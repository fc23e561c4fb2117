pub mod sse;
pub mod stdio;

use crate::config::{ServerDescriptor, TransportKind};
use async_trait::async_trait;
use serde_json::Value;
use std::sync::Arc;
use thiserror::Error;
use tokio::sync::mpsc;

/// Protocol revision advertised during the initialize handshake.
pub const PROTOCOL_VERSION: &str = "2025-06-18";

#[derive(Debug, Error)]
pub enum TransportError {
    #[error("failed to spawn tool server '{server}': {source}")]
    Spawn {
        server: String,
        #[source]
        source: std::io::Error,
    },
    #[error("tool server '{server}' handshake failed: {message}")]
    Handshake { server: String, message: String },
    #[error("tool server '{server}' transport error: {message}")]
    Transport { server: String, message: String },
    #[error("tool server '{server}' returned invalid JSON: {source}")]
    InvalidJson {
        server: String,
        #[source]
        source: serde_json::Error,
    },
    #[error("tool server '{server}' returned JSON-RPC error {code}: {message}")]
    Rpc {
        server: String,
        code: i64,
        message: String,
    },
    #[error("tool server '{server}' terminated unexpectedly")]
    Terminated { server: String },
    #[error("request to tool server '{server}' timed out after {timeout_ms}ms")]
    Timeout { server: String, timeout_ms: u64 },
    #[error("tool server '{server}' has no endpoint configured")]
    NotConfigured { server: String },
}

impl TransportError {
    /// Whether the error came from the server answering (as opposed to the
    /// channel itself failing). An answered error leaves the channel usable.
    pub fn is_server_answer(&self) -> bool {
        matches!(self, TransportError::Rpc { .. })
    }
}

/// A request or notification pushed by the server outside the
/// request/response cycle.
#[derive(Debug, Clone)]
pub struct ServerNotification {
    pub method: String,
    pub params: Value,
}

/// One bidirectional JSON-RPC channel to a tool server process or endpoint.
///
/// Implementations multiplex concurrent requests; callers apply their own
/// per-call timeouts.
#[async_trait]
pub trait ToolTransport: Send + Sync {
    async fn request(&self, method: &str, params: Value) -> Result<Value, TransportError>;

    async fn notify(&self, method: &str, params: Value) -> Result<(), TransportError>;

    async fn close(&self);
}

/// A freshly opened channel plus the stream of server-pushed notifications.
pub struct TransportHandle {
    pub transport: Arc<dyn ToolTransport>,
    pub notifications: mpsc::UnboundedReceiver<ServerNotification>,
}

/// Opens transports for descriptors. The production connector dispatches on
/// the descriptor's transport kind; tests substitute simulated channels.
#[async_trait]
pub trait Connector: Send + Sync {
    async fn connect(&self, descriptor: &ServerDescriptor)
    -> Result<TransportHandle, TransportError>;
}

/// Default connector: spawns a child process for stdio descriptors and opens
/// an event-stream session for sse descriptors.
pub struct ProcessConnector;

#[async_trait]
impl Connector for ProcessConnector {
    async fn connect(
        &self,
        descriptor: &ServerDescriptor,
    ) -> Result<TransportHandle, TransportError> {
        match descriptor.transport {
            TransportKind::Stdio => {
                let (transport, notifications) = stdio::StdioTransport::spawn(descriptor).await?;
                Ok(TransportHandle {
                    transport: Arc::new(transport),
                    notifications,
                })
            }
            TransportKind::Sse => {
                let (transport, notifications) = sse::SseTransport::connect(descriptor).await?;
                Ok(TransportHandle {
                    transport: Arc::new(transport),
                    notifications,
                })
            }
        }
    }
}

..........

§ The problem: Reproduce the material above without altering a single character.

§ Answer box:
repository fc23e561c4fb2117
pub mod sse;
pub mod stdio;

use crate::config::{ServerDescriptor, TransportKind};
use async_trait::async_trait;
use serde_json::Value;
use std::sync::Arc;
use thiserror::Error;
use tokio::sync::mpsc;

/// Protocol revision advertised during the initialize handshake.
pub const PROTOCOL_VERSION: &str = "2025-06-18";

#[derive(Debug, Error)]
pub enum TransportError {
    #[error("failed to spawn tool server '{server}': {source}")]
    Spawn {
        server: String,
        #[source]
        source: std::io::Error,
    },
    #[error("tool server '{server}' handshake failed: {message}")]
    Handshake { server: String, message: String },
    #[error("tool server '{server}' transport error: {message}")]
    Transport { server: String, message: String },
    #[error("tool server '{server}' returned invalid JSON: {source}")]
    InvalidJson {
        server: String,
        #[source]
        source: serde_json::Error,
    },
    #[error("tool server '{server}' returned JSON-RPC error {code}: {message}")]
    Rpc {
        server: String,
        code: i64,
        message: String,
    },
    #[error("tool server '{server}' terminated unexpectedly")]
    Terminated { server: String },
    #[error("request to tool server '{server}' timed out after {timeout_ms}ms")]
    Timeout { server: String, timeout_ms: u64 },
    #[error("tool server '{server}' has no endpoint configured")]
    NotConfigured { server: String },
}

impl TransportError {
    /// Whether the error came from the server answering (as opposed to the
    /// channel itself failing). An answered error leaves the channel usable.
    pub fn is_server_answer(&self) -> bool {
        matches!(self, TransportError::Rpc { .. })
    }
}

/// A request or notification pushed by the server outside the
/// request/response cycle.
#[derive(Debug, Clone)]
pub struct ServerNotification {
    pub method: String,
    pub params: Value,
}

/// One bidirectional JSON-RPC channel to a tool server process or endpoint.
///
/// Implementations multiplex concurrent requests; callers apply their own
/// per-call timeouts.
#[async_trait]
pub trait ToolTransport: Send + Sync {
    async fn request(&self, method: &str, params: Value) -> Result<Value, TransportError>;

    async fn notify(&self, method: &str, params: Value) -> Result<(), TransportError>;

    async fn close(&self);
}

/// A freshly opened channel plus the stream of server-pushed notifications.
pub struct TransportHandle {
    pub transport: Arc<dyn ToolTransport>,
    pub notifications: mpsc::UnboundedReceiver<ServerNotification>,
}

/// Opens transports for descriptors. The production connector dispatches on
/// the descriptor's transport kind; tests substitute simulated channels.
#[async_trait]
pub trait Connector: Send + Sync {
    async fn connect(&self, descriptor: &ServerDescriptor)
    -> Result<TransportHandle, TransportError>;
}

/// Default connector: spawns a child process for stdio descriptors and opens
/// an event-stream session for sse descriptors.
pub struct ProcessConnector;

#[async_trait]
impl Connector for ProcessConnector {
    async fn connect(
        &self,
        descriptor: &ServerDescriptor,
    ) -> Result<TransportHandle, TransportError> {
        match descriptor.transport {
            TransportKind::Stdio => {
                let (transport, notifications) = stdio::StdioTransport::spawn(descriptor).await?;
                Ok(TransportHandle {
                    transport: Arc::new(transport),
                    notifications,
                })
            }
            TransportKind::Sse => {
                let (transport, notifications) = sse::SseTransport::connect(descriptor).await?;
                Ok(TransportHandle {
                    transport: Arc::new(transport),
                    notifications,
                })
            }
        }
    }
}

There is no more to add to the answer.